Perdon ziet liever dat de reserves worden ingezet als motor voor de toekomst, ‘denk aan digitalisering robotisering, zodat we voorbereid zijn op het uitvoeren van werk met minder mensen. Dat is niet alleen slim maar noodzakelijk gezien de arbeidsmarkt en vergrijzing.’ ‘Een andere manier om reserves strategisch in te zetten is via revolverende fondsen: middelen die initiatieven vooruit helpen en zichzelf op termijn terugverdienen. Daarmee maken we van reserves een vliegwiel van duurzame ontwikkeling, sociaal en economisch’, aldus Perdon. Dat gezegd hebbende, ligt het overschot beduidend lager dan vorig jaar. Toen bedroeg het ruim 17 miljoen euro.
Wethouder Ploeger stelt dat het college de overschotten niet had kunnen voorzien: ‘Als we bij de najaarsnota hadden overzien dat er behoorlijk wat geld over was, dan hadden we dat natuurlijk kunnen besteden, maar we gaan uit van de cijfers die we op dat moment hebben’. Duidelijk mag zijn dat Gemeentebelangen ook belang hecht aan een degelijke reserve.
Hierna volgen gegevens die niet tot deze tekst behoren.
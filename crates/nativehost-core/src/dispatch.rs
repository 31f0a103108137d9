//! Attachment-point dispatch: routes attach, insert and detach requests to
//! the slot or collection that the parent's kind exposes for the child.

use std::iter;
use std::rc::Rc;

use crate::diagnostics::{Diagnostic, Operation};
use crate::error::NodeError;
use crate::host::Host;
use crate::kind::{LayoutKind, NodeKind, Slot};
use crate::tree::{HostTree, PropertySetter};
use crate::NodeId;

/// Attachment point chosen for a `(parent, child)` kind pair.
#[derive(Clone, Copy, Debug, PartialEq, Eq, Hash)]
pub enum Route {
    /// Child is a page; never attached anywhere.
    RejectPage,
    /// Page receiving its action bar.
    PageActionBar,
    /// Content slot of a single-slot container.
    Content,
    /// Ordered child collection of a layout container.
    Ordered,
    NavigationButton,
    ActionItem,
    /// Anything else placed in an action bar becomes its title view.
    TitleView,
    /// Action view of an action item or navigation button.
    ActionView,
    /// Tab item collection of a tab view.
    TabItem,
    /// View of a tab view item.
    TabItemView,
    /// Generic add/remove view primitives.
    Generic,
}

impl Route {
    /// First matching row wins.
    pub fn resolve(parent: NodeKind, child: NodeKind) -> Self {
        match (parent, child) {
            (_, NodeKind::Page) => Self::RejectPage,
            (NodeKind::Page, NodeKind::ActionBar) => Self::PageActionBar,
            (parent, _) if parent.is_single_slot() => Self::Content,
            (NodeKind::Layout(_), _) => Self::Ordered,
            (NodeKind::ActionBar, NodeKind::NavigationButton) => Self::NavigationButton,
            (NodeKind::ActionBar, NodeKind::ActionItem) => Self::ActionItem,
            (NodeKind::ActionBar, _) => Self::TitleView,
            (parent, _) if parent.is_action_item() => Self::ActionView,
            (NodeKind::TabView, NodeKind::TabViewItem) => Self::TabItem,
            (NodeKind::TabViewItem, _) => Self::TabItemView,
            _ => Self::Generic,
        }
    }

    /// The single-occupant slot this route writes, if any.
    pub fn slot(self) -> Option<Slot> {
        match self {
            Self::PageActionBar => Some(Slot::ActionBar),
            Self::Content => Some(Slot::Content),
            Self::NavigationButton => Some(Slot::NavigationButton),
            Self::TitleView => Some(Slot::TitleView),
            Self::ActionView => Some(Slot::ActionView),
            Self::TabItemView => Some(Slot::ItemView),
            _ => None,
        }
    }
}

#[derive(Clone, Copy, Debug, PartialEq, Eq)]
pub enum Outcome {
    Applied(Route),
    Skipped,
}

impl Outcome {
    pub fn is_applied(self) -> bool {
        matches!(self, Self::Applied(_))
    }
}

impl<T, S> Host<T, S>
where
    T: HostTree,
    S: PropertySetter<T>,
{
    pub fn route(&self, parent: NodeId, child: NodeId) -> Result<Route, NodeError> {
        Ok(Route::resolve(
            self.tree().kind(parent)?,
            self.tree().kind(child)?,
        ))
    }

    /// Appends `child` to whichever attachment point `parent` exposes for it.
    pub fn attach(&mut self, parent: impl Into<Option<NodeId>>, child: NodeId) -> Outcome {
        let Some(parent) = parent.into() else {
            self.report(Diagnostic::DetachedParent {
                op: Operation::Attach,
                child,
            });
            return Outcome::Skipped;
        };
        let result = self.try_attach(parent, child);
        self.absorb(Operation::Attach, result)
    }

    /// Inserts `child` before `anchor`. Only layout containers honour the
    /// position; every other parent degrades to [`Host::attach`].
    pub fn attach_before(
        &mut self,
        parent: impl Into<Option<NodeId>>,
        child: NodeId,
        anchor: NodeId,
    ) -> Outcome {
        let Some(parent) = parent.into() else {
            self.report(Diagnostic::DetachedParent {
                op: Operation::AttachBefore,
                child,
            });
            return Outcome::Skipped;
        };
        let result = self.try_attach_before(parent, child, anchor);
        self.absorb(Operation::AttachBefore, result)
    }

    /// Removes `child` from the attachment point `parent` holds it in.
    pub fn detach(&mut self, parent: impl Into<Option<NodeId>>, child: NodeId) -> Outcome {
        let Some(parent) = parent.into() else {
            self.report(Diagnostic::DetachedParent {
                op: Operation::Detach,
                child,
            });
            return Outcome::Skipped;
        };
        let result = self.try_detach(parent, child);
        self.absorb(Operation::Detach, result)
    }

    fn absorb(&self, op: Operation, result: Result<Outcome, NodeError>) -> Outcome {
        result.unwrap_or_else(|error| {
            self.report(Diagnostic::Node { op, error });
            Outcome::Skipped
        })
    }

    fn try_attach(&mut self, parent: NodeId, child: NodeId) -> Result<Outcome, NodeError> {
        let route = self.route(parent, child)?;
        log::debug!("[attach] ({route:?}) {parent} > {child}");
        if route == Route::RejectPage {
            self.report(Diagnostic::PageAsChild {
                op: Operation::Attach,
                parent,
                child,
            });
            return Ok(Outcome::Skipped);
        }
        let tree = self.tree_mut();
        if let Some(slot) = route.slot() {
            tree.set_slot(parent, slot, Some(child))?;
            return Ok(Outcome::Applied(route));
        }
        match route {
            Route::Ordered => tree.add_child(parent, child)?,
            Route::ActionItem => tree.add_action_item(parent, child)?,
            Route::TabItem => {
                let current = tree.tab_items(parent)?.unwrap_or_else(|| Rc::from([]));
                let items: Rc<[NodeId]> = current
                    .iter()
                    .copied()
                    .filter(|&item| item != child)
                    .chain(iter::once(child))
                    .collect();
                tree.set_tab_items(parent, items)?;
            }
            _ => tree.add_view(parent, child)?,
        }
        Ok(Outcome::Applied(route))
    }

    fn try_attach_before(
        &mut self,
        parent: NodeId,
        child: NodeId,
        anchor: NodeId,
    ) -> Result<Outcome, NodeError> {
        let route = self.route(parent, child)?;
        log::debug!("[attach_before] ({route:?}) {parent} > {child} before {anchor}");
        if route != Route::Ordered {
            // A slot holds one occupant, so there is no order to lose.
            if route != Route::RejectPage && route.slot().is_none() {
                self.report(Diagnostic::OrderIgnored {
                    parent,
                    parent_kind: self.tree().kind(parent)?,
                    child,
                    anchor,
                });
            }
            return self.try_attach(parent, child);
        }
        if self.tree().kind(parent)? == NodeKind::Layout(LayoutKind::Grid) {
            self.report(Diagnostic::UntestedGridInsert { parent, child });
        }
        if child == anchor {
            return Ok(Outcome::Applied(route));
        }
        let tree = self.tree_mut();
        if tree.child_index(parent, child)?.is_some() {
            tree.remove_child(parent, child)?;
        }
        match tree.child_index(parent, anchor)? {
            Some(index) => tree.insert_child(parent, child, index)?,
            None => tree.add_child(parent, child)?,
        }
        Ok(Outcome::Applied(route))
    }

    fn try_detach(&mut self, parent: NodeId, child: NodeId) -> Result<Outcome, NodeError> {
        let route = self.route(parent, child)?;
        log::debug!("[detach] ({route:?}) {parent} x {child}");
        match route {
            Route::RejectPage => {
                self.report(Diagnostic::PageAsChild {
                    op: Operation::Detach,
                    parent,
                    child,
                });
                return Ok(Outcome::Skipped);
            }
            Route::PageActionBar => {
                self.report(Diagnostic::ForbiddenDetach { parent, child });
                return Ok(Outcome::Skipped);
            }
            Route::TabItemView => {
                self.report(Diagnostic::UnsupportedDetach {
                    parent,
                    parent_kind: NodeKind::TabViewItem,
                    child,
                });
                return Ok(Outcome::Skipped);
            }
            _ => {}
        }
        if let Some(slot) = route.slot() {
            let occupant = self.tree().slot(parent, slot)?;
            if occupant != Some(child) {
                self.report(Diagnostic::SlotMismatch {
                    parent,
                    slot,
                    child,
                    occupant,
                });
                return Ok(Outcome::Skipped);
            }
            self.tree_mut().set_slot(parent, slot, None)?;
            return Ok(Outcome::Applied(route));
        }
        let tree = self.tree_mut();
        match route {
            Route::Ordered => tree.remove_child(parent, child)?,
            Route::ActionItem => tree.remove_action_item(parent, child)?,
            Route::TabItem => {
                let current = tree.tab_items(parent)?.unwrap_or_else(|| Rc::from([]));
                let items: Rc<[NodeId]> = current
                    .iter()
                    .copied()
                    .filter(|&item| item != child)
                    .collect();
                tree.set_tab_items(parent, items)?;
            }
            _ => tree.remove_view(parent, child)?,
        }
        Ok(Outcome::Applied(route))
    }
}

#[cfg(test)]
#[path = "tests/dispatch_tests.rs"]
mod tests;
Wethouder Ploeger trok eerder meermaals de vergelijking met een huishoudboekje: ‘dat dient op orde zijn en hier hoort een degelijke reserve bij.
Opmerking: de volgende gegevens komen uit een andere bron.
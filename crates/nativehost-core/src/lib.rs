#![doc = r"Host backend that reconciles component trees into a native widget tree."]

pub mod collections;
pub mod context;
pub mod diagnostics;
pub mod dispatch;
pub mod environment;
pub mod error;
pub mod host;
pub mod intrinsic;
pub mod kind;
pub mod memory;
pub mod portal;
pub mod props;
pub mod raw;
mod reconcile;
pub mod tree;

pub use context::HostContext;
pub use diagnostics::{Diagnostic, DiagnosticSink, LogSink, Operation};
pub use dispatch::{Outcome, Route};
pub use environment::{Constructor, Environment};
pub use error::{NodeError, PortalError, RawError};
pub use host::Host;
pub use intrinsic::Intrinsic;
pub use kind::{LayoutKind, NodeKind, Slot};
pub use memory::{MemoryProperties, MemoryTree, Widget};
pub use portal::{Portal, PortalGuard};
pub use props::{Opaque, PropValue, Props, StyleMap};
pub use raw::{parse_markup, Markup, Raw};
pub use tree::{live_children, Child, HostTree, PropertySetter};

pub type NodeId = usize;

/// Host over the in-memory tree with verbatim property storage.
pub type MemoryHost = Host<MemoryTree, MemoryProperties>;

/// Convenience constructor for [`MemoryHost`].
pub fn memory_host() -> MemoryHost {
    Host::new(MemoryTree::new(), MemoryProperties)
}
//! Observable, non-fatal signals raised when the dispatcher skips work.
//!
//! A detached or partially-built tree is an expected transient state, so
//! none of these abort reconciliation. They are handed to a
//! [`DiagnosticSink`]; the default [`LogSink`] forwards them to `log`.

use std::fmt;

use crate::error::NodeError;
use crate::kind::{NodeKind, Slot};
use crate::NodeId;

#[derive(Clone, Copy, Debug, PartialEq, Eq)]
pub enum Operation {
    Attach,
    AttachBefore,
    Detach,
    Reconcile,
}

#[derive(Clone, Debug, PartialEq, Eq)]
pub enum Diagnostic {
    /// The parent is absent, typically a render into a detached tree.
    DetachedParent { op: Operation, child: NodeId },
    /// Pages are never children of another node.
    PageAsChild {
        op: Operation,
        parent: NodeId,
        child: NodeId,
    },
    /// The target toolkit forbids this detach (action bar from page).
    ForbiddenDetach { parent: NodeId, child: NodeId },
    /// The target toolkit has no primitive for this detach (tab view item view).
    UnsupportedDetach {
        parent: NodeId,
        parent_kind: NodeKind,
        child: NodeId,
    },
    /// A detach targeted a slot occupied by some other node.
    SlotMismatch {
        parent: NodeId,
        slot: Slot,
        child: NodeId,
        occupant: Option<NodeId>,
    },
    /// Positional insertion requested on a parent without ordered children.
    OrderIgnored {
        parent: NodeId,
        parent_kind: NodeKind,
        child: NodeId,
        anchor: NodeId,
    },
    /// Positional insertion into a grid layout ignores row and column placement.
    UntestedGridInsert { parent: NodeId, child: NodeId },
    /// A tree primitive failed; the operation was skipped.
    Node { op: Operation, error: NodeError },
}

impl Diagnostic {
    pub fn level(&self) -> log::Level {
        match self {
            Self::DetachedParent { .. }
            | Self::PageAsChild { .. }
            | Self::OrderIgnored { .. }
            | Self::UntestedGridInsert { .. }
            | Self::Node { .. } => log::Level::Warn,
            Self::ForbiddenDetach { .. } | Self::UnsupportedDetach { .. } => log::Level::Info,
            Self::SlotMismatch { .. } => log::Level::Debug,
        }
    }
}

impl fmt::Display for Diagnostic {
    fn fmt(&self, f: &mut fmt::Formatter<'_>) -> fmt::Result {
        match self {
            Self::DetachedParent { op, child } => {
                write!(f, "[{op:?}] parent is absent; no-op for child {child}")
            }
            Self::PageAsChild { op, parent, child } => write!(
                f,
                "[{op:?}] page cannot be a true child; no-op for {parent} > {child}"
            ),
            Self::ForbiddenDetach { parent, child } => write!(
                f,
                "[Detach] detaching action bar from page is forbidden; no-op for {parent} x {child}"
            ),
            Self::UnsupportedDetach {
                parent,
                parent_kind,
                child,
            } => write!(
                f,
                "[Detach] detaching from {parent_kind:?} is not supported; no-op for {parent} x {child}"
            ),
            Self::SlotMismatch {
                parent,
                slot,
                child,
                occupant,
            } => write!(
                f,
                "[Detach] {slot:?} slot of {parent} holds {occupant:?}, not {child}; left untouched"
            ),
            Self::OrderIgnored {
                parent,
                parent_kind,
                child,
                anchor,
            } => write!(
                f,
                "[AttachBefore] {parent_kind:?} has no ordered children; appending {parent} > {child} (anchor {anchor})"
            ),
            Self::UntestedGridInsert { parent, child } => write!(
                f,
                "[AttachBefore] positional insert into grid layout ignores cell placement: {parent} > {child}"
            ),
            Self::Node { op, error } => write!(f, "[{op:?}] skipped: {error}"),
        }
    }
}

pub trait DiagnosticSink {
    fn report(&self, diagnostic: &Diagnostic);
}

/// Forwards diagnostics to the `log` facade.
#[derive(Clone, Copy, Debug, Default)]
pub struct LogSink;

impl DiagnosticSink for LogSink {
    fn report(&self, diagnostic: &Diagnostic) {
        log::log!(diagnostic.level(), "{diagnostic}");
    }
}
Bezuinigingen voorlopig vooruitgeschoven
Het veelbesproken ravijn-jaar in 2026 is onlangs toch vooruitgeschoven omdat het Rijk met extra geld over de brug kwam. Desondanks uitten diverse fracties hun zorgen over deze donkere wolk aan de horizon. Wethouder Ploeger stelt dat het college de zaken vooral nog wil afwachten: ‘Natuurlijk hebben wij de opdracht om voor 2027, 2028 bij u met bezuinigingsvoorstellen te komen en dat gaan we ook doen, maar er komt weer een nieuw kabinet en je weet nooit wat dit zal betekenen voor het gemeentefonds’.
De jaarrekening is altijd aanleiding voor fracties om uitgebreid te reflecteren op het gevoerde beleid. Er werden onder meer zorgen geuit over de ontwikkelingen in de jeugdzorg, het gebiedsgericht werken, net-congestie en te complexe vergunningsprocedures.
De jaarrekening is unaniem aangenomen. Op 10 juli bespreekt de raad de voorjaarsnota 2025 met een blik op het beleid voor de komende jaren.